▸ PROBLEM DESCRIPTION: Look through the data below. Pick out the lines holding the string "horloge".

- Opening Delimiter -

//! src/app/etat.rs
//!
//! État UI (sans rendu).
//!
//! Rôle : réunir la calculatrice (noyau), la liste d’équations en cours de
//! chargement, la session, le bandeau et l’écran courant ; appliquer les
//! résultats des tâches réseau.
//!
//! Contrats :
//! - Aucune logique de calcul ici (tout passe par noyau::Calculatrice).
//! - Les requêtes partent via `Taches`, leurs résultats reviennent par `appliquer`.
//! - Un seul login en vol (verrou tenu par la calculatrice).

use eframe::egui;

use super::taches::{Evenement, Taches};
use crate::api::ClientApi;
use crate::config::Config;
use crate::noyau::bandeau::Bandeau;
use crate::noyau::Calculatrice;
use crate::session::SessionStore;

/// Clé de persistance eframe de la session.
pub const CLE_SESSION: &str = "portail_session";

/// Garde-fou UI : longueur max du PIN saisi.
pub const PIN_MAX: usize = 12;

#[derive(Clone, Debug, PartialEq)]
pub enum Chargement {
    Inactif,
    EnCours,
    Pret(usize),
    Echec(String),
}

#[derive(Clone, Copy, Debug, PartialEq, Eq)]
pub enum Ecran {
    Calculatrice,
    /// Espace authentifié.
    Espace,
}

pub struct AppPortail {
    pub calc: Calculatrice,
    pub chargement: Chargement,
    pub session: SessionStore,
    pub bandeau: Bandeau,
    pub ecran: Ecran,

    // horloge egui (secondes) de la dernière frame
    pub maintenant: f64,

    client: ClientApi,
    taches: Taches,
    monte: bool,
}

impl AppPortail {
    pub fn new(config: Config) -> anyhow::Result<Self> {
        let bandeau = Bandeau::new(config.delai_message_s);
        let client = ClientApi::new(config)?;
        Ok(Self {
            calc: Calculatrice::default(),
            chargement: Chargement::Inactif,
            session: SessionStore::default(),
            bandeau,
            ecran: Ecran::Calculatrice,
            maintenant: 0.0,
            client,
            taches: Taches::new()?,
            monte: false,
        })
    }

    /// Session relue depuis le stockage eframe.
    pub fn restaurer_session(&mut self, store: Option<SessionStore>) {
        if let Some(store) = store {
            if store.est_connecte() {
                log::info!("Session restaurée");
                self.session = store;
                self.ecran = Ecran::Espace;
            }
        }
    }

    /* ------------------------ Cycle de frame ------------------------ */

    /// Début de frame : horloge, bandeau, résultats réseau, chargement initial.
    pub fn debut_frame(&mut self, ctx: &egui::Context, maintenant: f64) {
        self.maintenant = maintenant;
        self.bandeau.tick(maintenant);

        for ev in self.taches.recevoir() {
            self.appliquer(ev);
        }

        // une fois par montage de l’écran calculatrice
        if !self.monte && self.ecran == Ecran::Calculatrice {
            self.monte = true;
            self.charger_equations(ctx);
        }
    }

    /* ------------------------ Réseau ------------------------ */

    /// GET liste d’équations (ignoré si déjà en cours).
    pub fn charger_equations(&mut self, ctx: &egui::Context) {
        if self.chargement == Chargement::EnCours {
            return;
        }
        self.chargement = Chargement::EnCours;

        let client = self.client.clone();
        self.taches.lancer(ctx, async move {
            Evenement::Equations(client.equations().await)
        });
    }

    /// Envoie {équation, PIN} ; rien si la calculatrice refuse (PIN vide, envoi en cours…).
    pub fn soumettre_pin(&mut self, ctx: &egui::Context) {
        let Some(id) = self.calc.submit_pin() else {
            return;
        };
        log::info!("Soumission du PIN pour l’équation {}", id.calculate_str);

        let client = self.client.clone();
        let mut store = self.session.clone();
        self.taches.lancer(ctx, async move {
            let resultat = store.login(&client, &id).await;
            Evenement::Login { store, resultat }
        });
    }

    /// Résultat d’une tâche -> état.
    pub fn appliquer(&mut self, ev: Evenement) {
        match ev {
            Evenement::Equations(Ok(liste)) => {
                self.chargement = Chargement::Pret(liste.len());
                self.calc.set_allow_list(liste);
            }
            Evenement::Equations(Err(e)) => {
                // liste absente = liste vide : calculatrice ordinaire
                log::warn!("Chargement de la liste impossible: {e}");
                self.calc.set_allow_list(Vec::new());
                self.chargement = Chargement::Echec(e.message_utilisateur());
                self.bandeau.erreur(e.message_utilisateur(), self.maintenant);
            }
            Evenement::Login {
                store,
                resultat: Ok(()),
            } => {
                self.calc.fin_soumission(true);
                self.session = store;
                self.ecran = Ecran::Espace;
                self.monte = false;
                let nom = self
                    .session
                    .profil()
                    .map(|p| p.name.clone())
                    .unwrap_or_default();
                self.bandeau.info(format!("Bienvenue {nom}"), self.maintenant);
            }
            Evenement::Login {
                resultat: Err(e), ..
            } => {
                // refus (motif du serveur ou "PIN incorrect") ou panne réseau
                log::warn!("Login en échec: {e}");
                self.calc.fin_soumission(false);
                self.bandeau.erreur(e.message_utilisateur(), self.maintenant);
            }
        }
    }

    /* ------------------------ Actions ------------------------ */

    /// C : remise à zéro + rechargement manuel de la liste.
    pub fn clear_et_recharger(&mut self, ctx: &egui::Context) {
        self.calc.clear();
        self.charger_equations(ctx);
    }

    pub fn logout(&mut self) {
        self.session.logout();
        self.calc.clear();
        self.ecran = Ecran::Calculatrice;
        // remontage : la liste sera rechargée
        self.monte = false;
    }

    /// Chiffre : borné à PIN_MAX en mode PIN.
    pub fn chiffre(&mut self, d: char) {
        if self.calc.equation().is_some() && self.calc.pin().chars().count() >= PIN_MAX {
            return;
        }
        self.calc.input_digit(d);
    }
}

- Closing Delimiter -

▸ ANSWER BOX:
    // horloge egui (secondes) de la dernière frame
    /// Début de frame : horloge, bandeau, résultats réseau, chargement initial.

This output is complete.